Les deux hommes partirent d’un rire franc, mais une pointe de colère filtrait dans celui de Blatt.
– On a là deux des personnes les plus cool et les plus gentilles qui soient, dont l’une est morte et l’autre veut qu’on lui foute la paix, ce qui est son droit le plus strict, et ces crétins de flics en déduisent qu’elle a déconné grave ? Non mais, je rêve !
– C’est pour ça que je cherche une autre explication, dis-je.
– Pourquoi pas un cinglé qui bute des gens juste parce que ça lui chante ? suggéra Blatt.
– Et comme par hasard il tue Connie et Winky ? objecta Younger.
– En effet, pas très plausible. Alors peut-être qu’il a raison. Ça doit avoir un rapport avec la gamine, dit-il en se tournant vers moi. Mais lequel ? Perso, je ne vois pas. Je veux bien que ce soit une enfant adorable, mais faut pas pousser, ce n’est pas une riche héritière.
– Voilà une piste ! dit Younger. Cheri s’est tapé un mec super-blindé, le type a peur de se faire plumer alors il prend les devants.

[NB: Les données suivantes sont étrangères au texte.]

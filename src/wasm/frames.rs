//! `requestAnimationFrame` scheduling and `performance.now()` time.

use log::warn;
use wasm_bindgen::{closure::Closure, JsCast};
use web_sys::{window, Performance, Window};

use crate::scheduler::{Clock, FrameCallback, FrameHandle, FrameScheduler};

/// Schedules frames on the browser's animation-frame queue.
pub struct AnimationFrames {
    window: Window,
}

impl AnimationFrames {
    pub fn new(window: Window) -> Self {
        Self { window }
    }
}

impl FrameScheduler for AnimationFrames {
    fn request_frame(&self, callback: FrameCallback) -> Option<FrameHandle> {
        // Freed by wasm-bindgen once invoked. A cancelled frame keeps its
        // closure, but the animation's generation guard leaves it inert.
        let closure = Closure::once_into_js(move || callback());
        match self
            .window
            .request_animation_frame(closure.unchecked_ref())
        {
            Ok(id) => Some(FrameHandle(id)),
            Err(err) => {
                warn!("requestAnimationFrame failed: {:?}", err);
                None
            }
        }
    }

    fn cancel_frame(&self, handle: FrameHandle) {
        if let Err(err) = self.window.cancel_animation_frame(handle.0) {
            warn!("cancelAnimationFrame({}) failed: {:?}", handle.0, err);
        }
    }
}

/// Milliseconds from `performance.now()`, falling back to `Date.now()`.
pub struct PerformanceClock {
    performance: Option<Performance>,
}

impl PerformanceClock {
    pub fn new() -> Self {
        Self {
            performance: window().and_then(|w| w.performance()),
        }
    }
}

impl Default for PerformanceClock {
    fn default() -> Self {
        Self::new()
    }
}

impl Clock for PerformanceClock {
    fn now(&self) -> f64 {
        match &self.performance {
            Some(p) => p.now(),
            None => js_sys::Date::now(),
        }
    }
}
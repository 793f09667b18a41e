//! `log` sink writing to the browser console.

use log::{Level, LevelFilter, Log, Metadata, Record};
use wasm_bindgen::JsValue;

struct ConsoleLogger;

static LOGGER: ConsoleLogger = ConsoleLogger;

impl Log for ConsoleLogger {
    fn enabled(&self, metadata: &Metadata<'_>) -> bool {
        metadata.level() <= log::max_level()
    }

    fn log(&self, record: &Record<'_>) {
        if !self.enabled(record.metadata()) {
            return;
        }
        let line = JsValue::from_str(&format!("[{}] {}", record.target(), record.args()));
        match record.level() {
            Level::Error => web_sys::console::error_1(&line),
            Level::Warn => web_sys::console::warn_1(&line),
            Level::Info => web_sys::console::log_1(&line),
            Level::Debug | Level::Trace => web_sys::console::debug_1(&line),
        }
    }

    fn flush(&self) {}
}

/// Install the console logger. Later calls only adjust the level.
pub fn init(level: LevelFilter) {
    if log::set_logger(&LOGGER).is_err() {
        log::debug!("console logger already installed");
    }
    log::set_max_level(level);
}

– C’est ça, dit Blatt. Toi, tu dois lire des Harlequin en cachette.
– Je suis sérieux, Marvin. Cheri a nommé sa fille Rambla parce que la conception a eu lieu à Malibu. Malibu, c’est un repère de riches !

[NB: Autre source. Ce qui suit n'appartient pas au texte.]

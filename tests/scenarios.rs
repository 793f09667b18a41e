//! End-to-end runs of individual animations on a 300px, 30x30 grid.

use std::cell::RefCell;
use std::rc::Rc;

use gridfx_wasm::animation::{
    Animation, Circle, CircleFade, ExpandingSquare, Lifecycle, Muncher, Rain, SquareConfig,
};
use gridfx_wasm::color::{PaletteEntry, Rgb};
use gridfx_wasm::host::SQUARE_PALETTE;
use gridfx_wasm::scheduler::{ManualClock, ManualScheduler};
use gridfx_wasm::surface::{DrawOp, RecordingSurface};
use gridfx_wasm::{GridConfig, GridRenderer, Layout};

struct Rig {
    surface: Rc<RefCell<RecordingSurface>>,
    scheduler: Rc<ManualScheduler>,
    clock: Rc<ManualClock>,
}

impl Rig {
    fn new() -> Self {
        Self {
            surface: Rc::new(RefCell::new(RecordingSurface::new())),
            scheduler: Rc::new(ManualScheduler::new()),
            clock: Rc::new(ManualClock::new(0.0)),
        }
    }

    fn bind<E: gridfx_wasm::animation::Effect + 'static>(&self, effect: E) -> Animation<E> {
        let anim = Animation::new(
            effect,
            self.surface.clone(),
            self.scheduler.clone(),
            self.clock.clone(),
        );
        let grid = GridRenderer::new(&GridConfig::default()).unwrap().shared();
        anim.set_background_renderer(Some(grid));
        anim
    }
}

fn layout() -> Layout {
    Layout::new(300.0, 30, 30).unwrap()
}

fn fill_at(ops: &[DrawOp], at: (f64, f64)) -> Option<Rgb> {
    ops.iter().rev().find_map(|op| match op {
        DrawOp::FillRect { x, y, color, .. } if (*x, *y) == at => Some(color.rgb),
        _ => None,
    })
}

#[test]
fn test_rain_start_spawns_all_drops_above_canvas() {
    let rig = Rig::new();
    let rain = rig.bind(Rain::new(layout()).with_seed(42));
    assert_eq!(layout().cell_size(), 10.0);

    rain.start();
    let effect = rain.effect();
    assert_eq!(effect.drops().len(), 50);
    for drop in effect.drops() {
        assert!(drop.column < 30);
        assert!(drop.y <= 0.0);
        assert!(drop.speed >= 0.5 && drop.speed < 0.8);
    }
}

#[test]
fn test_rain_keeps_falling_across_frames() {
    let rig = Rig::new();
    let rain = rig.bind(Rain::new(layout()).with_seed(3));
    rain.start();
    for _ in 0..500 {
        rig.scheduler.run_frame();
    }

    let effect = rain.effect();
    assert_eq!(effect.drops().len(), 50);
    for drop in effect.drops() {
        assert!(drop.y <= 300.0);
        assert!(drop.column < 30);
    }
    assert!(rain.is_running());
}

#[test]
fn test_circle_fade_center_samples_offset() {
    let rig = Rig::new();
    let fade = rig.bind(CircleFade::new(layout()));
    fade.start();
    rig.scheduler.run_frames(10);

    let effect = fade.effect();
    assert_eq!(effect.band_height(), 212.0);
    assert_eq!(effect.offset(), 10.0);

    let center = Circle::radial_distance(&layout(), 150.0, 150.0);
    assert_eq!(center, 0.0);
    assert_eq!(
        effect.ramp().color_at(center + effect.offset()),
        effect.ramp().color_at(effect.offset())
    );

    let surface = rig.surface.borrow();
    let painted = fill_at(surface.since_last_clear(), (140.0, 140.0)).unwrap();
    assert_eq!(painted, effect.color_at_cell(14, 14));
}

#[test]
fn test_circle_fade_paints_center_cell_with_offset_color() {
    let rig = Rig::new();
    let layout = Layout::new(310.0, 31, 31).unwrap();
    let fade = rig.bind(CircleFade::new(layout));
    fade.start();
    rig.scheduler.run_frames(25);

    let effect = fade.effect();
    assert_eq!(effect.offset(), 25.0);
    let expected = effect.ramp().color_at(effect.offset());
    assert_eq!(effect.color_at_cell(15, 15), expected);

    let surface = rig.surface.borrow();
    assert_eq!(fill_at(surface.since_last_clear(), (150.0, 150.0)), Some(expected));
}

#[test]
fn test_muncher_halfway_at_one_second() {
    let rig = Rig::new();
    let muncher = rig.bind(Muncher::new(layout()));
    muncher.start();
    rig.clock.set(1000.0);
    rig.scheduler.run_frame();

    {
        let effect = muncher.effect();
        let p = effect.progress(1000.0);
        assert_eq!(p, 0.5);
        assert_eq!(effect.position_at(p), 15.0);
    }

    let body = Rgb::new(0x00, 0x00, 0xfe);
    let surface = rig.surface.borrow();
    let ops = surface.since_last_clear();
    // behind the center is body, straight ahead is the open mouth
    assert_eq!(fill_at(ops, (100.0, 150.0)), Some(body));
    assert_ne!(fill_at(ops, (200.0, 150.0)), Some(body));
    // well outside the radius
    assert_ne!(fill_at(ops, (0.0, 0.0)), Some(body));
}

#[test]
fn test_square_uses_palette_and_reseeds_after_cycle() {
    let rig = Rig::new();
    let config = SquareConfig {
        palette: SQUARE_PALETTE.iter().map(|&c| PaletteEntry::from(c)).collect(),
        ..SquareConfig::default()
    };
    let palette: Vec<Rgb> = config.palette.iter().filter_map(|c| c.to_rgb()).collect();
    let square = rig.bind(ExpandingSquare::with_config(layout(), config).with_seed(11));

    square.start();
    assert_eq!(square.effect().started(), 0.0);
    assert!(palette.contains(&square.effect().square().color));

    rig.clock.set(250.0);
    rig.scheduler.run_frame();
    assert_eq!(square.effect().started(), 0.0);

    rig.clock.set(600.0);
    rig.scheduler.run_frame();
    assert_eq!(square.effect().started(), 600.0);
    assert!(palette.contains(&square.effect().square().color));
}

#[test]
fn test_render_frame_draws_once_without_scheduling() {
    let rig = Rig::new();
    let muncher = rig.bind(Muncher::new(layout()));
    muncher.render_frame();

    assert!(rig.scheduler.pending().is_empty());
    assert!(rig.surface.borrow().fills().count() > 0);
    assert!(!muncher.is_running());
}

– C’est bien vrai, reconnut Blatt. Un million de dollars le mètre carré de sable !
– Vous pensez à quelqu’un de précis à Malibu ? demandai-je.
– Pas du tout, dit Blatt. On n’est pas de ce monde-là !
Je me tournai vers Younger.
– Non, je ne me souviens même pas de la dernière fois où j’ai mis les pieds à la plage… maintenant que j’ai perdu le goût du surf.
Sentant qu’on était partis pour une séquence nostalgie, je préférai m’éclipser poliment.